Exercise goal:
How do the lines below between the ones holding "filename src/render/sampler.rs" and "use crate::data::transform::Transform;", inclusive, read? Give them again exactly, with no other lines.

*** Material provided ***

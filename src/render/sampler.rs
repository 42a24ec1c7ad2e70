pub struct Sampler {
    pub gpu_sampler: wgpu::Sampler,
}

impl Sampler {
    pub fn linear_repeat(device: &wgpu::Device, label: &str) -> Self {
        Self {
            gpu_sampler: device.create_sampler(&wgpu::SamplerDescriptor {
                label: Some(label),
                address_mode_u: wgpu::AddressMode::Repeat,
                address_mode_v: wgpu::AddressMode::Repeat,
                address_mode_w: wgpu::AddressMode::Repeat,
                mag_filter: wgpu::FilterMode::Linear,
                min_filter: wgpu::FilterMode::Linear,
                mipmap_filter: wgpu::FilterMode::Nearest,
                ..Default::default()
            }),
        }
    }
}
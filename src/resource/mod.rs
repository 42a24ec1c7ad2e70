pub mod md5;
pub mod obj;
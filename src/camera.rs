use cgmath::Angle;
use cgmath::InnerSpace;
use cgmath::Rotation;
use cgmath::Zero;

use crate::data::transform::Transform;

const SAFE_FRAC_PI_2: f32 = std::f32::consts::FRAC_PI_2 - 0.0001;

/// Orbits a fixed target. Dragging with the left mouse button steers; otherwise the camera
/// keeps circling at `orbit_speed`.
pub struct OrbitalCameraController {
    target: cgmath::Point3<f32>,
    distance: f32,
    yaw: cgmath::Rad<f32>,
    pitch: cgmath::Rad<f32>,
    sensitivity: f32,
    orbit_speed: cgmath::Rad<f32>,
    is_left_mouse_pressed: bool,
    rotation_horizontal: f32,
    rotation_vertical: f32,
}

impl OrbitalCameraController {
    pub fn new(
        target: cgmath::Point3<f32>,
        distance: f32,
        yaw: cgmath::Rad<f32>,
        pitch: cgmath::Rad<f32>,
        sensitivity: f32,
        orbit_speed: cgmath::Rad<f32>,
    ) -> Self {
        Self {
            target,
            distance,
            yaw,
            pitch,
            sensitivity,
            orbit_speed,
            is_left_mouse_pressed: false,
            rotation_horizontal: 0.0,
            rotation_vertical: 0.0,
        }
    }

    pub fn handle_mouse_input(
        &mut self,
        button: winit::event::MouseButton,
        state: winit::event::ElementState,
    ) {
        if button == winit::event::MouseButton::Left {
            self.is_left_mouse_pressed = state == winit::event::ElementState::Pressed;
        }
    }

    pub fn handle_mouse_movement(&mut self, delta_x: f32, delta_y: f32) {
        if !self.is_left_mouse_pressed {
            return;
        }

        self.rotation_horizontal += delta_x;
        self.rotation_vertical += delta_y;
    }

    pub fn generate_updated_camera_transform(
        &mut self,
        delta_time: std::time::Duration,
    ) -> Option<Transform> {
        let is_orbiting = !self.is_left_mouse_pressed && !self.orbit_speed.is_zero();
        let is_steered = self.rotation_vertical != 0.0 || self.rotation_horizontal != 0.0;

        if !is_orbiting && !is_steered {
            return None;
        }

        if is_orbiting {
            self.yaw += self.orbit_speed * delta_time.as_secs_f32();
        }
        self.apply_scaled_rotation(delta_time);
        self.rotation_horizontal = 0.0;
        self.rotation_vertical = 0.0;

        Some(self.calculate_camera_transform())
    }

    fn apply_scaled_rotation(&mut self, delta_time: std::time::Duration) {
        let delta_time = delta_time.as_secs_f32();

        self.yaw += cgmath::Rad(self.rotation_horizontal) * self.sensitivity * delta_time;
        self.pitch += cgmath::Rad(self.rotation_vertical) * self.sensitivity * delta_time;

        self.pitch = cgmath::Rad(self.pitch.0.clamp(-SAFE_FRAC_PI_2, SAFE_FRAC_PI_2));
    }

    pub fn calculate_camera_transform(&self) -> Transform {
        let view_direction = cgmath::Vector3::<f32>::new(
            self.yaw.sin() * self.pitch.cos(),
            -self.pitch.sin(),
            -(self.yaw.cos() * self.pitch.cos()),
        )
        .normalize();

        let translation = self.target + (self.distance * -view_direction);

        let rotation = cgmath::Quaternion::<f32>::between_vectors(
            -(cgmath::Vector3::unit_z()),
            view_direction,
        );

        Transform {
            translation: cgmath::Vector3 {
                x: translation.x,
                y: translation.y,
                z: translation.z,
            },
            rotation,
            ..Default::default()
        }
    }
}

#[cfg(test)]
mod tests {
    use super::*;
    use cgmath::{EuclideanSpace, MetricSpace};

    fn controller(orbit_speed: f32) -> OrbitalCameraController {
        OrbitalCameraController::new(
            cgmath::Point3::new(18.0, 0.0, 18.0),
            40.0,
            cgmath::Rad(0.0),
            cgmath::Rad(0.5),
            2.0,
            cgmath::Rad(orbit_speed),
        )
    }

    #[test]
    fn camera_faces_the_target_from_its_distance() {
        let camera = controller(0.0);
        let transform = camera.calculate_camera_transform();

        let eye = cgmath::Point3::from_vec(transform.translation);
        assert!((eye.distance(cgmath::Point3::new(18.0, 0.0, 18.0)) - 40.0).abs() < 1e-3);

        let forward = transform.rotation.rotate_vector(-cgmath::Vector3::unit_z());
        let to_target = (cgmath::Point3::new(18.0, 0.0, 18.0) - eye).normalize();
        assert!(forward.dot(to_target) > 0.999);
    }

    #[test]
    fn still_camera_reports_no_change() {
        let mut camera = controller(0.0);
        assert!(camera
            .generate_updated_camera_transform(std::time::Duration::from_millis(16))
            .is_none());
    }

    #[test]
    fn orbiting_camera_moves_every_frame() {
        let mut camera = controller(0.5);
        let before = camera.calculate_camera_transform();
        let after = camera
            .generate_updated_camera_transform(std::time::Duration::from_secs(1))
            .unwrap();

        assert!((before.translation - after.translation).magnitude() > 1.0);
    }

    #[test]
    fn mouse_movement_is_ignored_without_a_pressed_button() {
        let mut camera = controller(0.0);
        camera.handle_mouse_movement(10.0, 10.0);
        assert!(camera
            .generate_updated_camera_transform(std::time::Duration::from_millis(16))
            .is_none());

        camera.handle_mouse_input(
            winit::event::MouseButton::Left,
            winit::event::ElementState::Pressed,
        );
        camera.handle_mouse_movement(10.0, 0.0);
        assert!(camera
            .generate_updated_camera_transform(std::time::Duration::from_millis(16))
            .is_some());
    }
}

***
*** Material provided ***

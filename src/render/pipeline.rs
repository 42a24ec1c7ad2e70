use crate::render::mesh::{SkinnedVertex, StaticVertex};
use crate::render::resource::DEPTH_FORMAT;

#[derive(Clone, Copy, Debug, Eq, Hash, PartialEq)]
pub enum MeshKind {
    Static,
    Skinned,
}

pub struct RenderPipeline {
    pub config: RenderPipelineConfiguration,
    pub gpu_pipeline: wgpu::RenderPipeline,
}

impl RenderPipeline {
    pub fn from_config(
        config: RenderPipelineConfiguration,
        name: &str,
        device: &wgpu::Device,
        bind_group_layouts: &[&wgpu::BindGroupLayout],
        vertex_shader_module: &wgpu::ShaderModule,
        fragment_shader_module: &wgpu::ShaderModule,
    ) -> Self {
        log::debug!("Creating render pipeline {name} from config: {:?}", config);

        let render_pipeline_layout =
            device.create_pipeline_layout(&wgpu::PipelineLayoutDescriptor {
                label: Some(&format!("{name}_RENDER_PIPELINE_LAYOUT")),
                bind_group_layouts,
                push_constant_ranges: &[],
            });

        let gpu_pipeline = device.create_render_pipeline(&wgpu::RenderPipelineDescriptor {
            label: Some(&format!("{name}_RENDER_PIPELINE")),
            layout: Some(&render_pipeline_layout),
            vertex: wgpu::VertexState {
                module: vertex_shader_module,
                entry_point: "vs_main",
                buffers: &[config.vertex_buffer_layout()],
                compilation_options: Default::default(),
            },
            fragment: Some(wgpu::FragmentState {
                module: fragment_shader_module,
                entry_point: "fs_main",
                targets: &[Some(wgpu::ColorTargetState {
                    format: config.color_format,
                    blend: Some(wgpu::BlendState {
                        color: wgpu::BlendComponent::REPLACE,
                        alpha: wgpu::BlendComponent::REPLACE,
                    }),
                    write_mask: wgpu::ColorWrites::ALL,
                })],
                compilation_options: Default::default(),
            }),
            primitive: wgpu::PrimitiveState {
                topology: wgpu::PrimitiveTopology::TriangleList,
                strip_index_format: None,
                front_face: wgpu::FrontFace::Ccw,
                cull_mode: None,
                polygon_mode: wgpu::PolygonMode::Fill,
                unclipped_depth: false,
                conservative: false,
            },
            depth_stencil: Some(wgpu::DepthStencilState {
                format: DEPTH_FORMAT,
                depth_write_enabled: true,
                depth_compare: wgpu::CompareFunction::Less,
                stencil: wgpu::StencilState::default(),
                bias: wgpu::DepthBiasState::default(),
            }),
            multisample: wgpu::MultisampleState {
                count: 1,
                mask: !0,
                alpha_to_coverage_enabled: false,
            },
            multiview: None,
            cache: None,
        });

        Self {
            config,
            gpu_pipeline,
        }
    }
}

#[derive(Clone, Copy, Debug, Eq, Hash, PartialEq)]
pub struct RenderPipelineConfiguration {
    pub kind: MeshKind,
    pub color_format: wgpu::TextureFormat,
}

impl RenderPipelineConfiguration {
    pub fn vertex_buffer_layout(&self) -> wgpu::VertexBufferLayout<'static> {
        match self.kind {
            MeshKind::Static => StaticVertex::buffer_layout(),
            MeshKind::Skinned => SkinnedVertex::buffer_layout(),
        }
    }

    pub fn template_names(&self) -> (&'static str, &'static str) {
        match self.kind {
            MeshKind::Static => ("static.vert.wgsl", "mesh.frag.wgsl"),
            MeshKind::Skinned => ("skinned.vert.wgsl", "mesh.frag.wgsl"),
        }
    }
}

***

Solution:
filename src/render/sampler.rs
repository 42a24ec1c7ad2e70
pub struct Sampler {
    pub gpu_sampler: wgpu::Sampler,
}

impl Sampler {
    pub fn linear_repeat(device: &wgpu::Device, label: &str) -> Self {
        Self {
            gpu_sampler: device.create_sampler(&wgpu::SamplerDescriptor {
                label: Some(label),
                address_mode_u: wgpu::AddressMode::Repeat,
                address_mode_v: wgpu::AddressMode::Repeat,
                address_mode_w: wgpu::AddressMode::Repeat,
                mag_filter: wgpu::FilterMode::Linear,
                min_filter: wgpu::FilterMode::Linear,
                mipmap_filter: wgpu::FilterMode::Nearest,
                ..Default::default()
            }),
        }
    }
}
filename src/resource/mod.rs
repository 42a24ec1c7ad2e70
pub mod md5;
pub mod obj;
filename src/camera.rs
use cgmath::Angle;
use cgmath::InnerSpace;
use cgmath::Rotation;
use cgmath::Zero;

use crate::data::transform::Transform;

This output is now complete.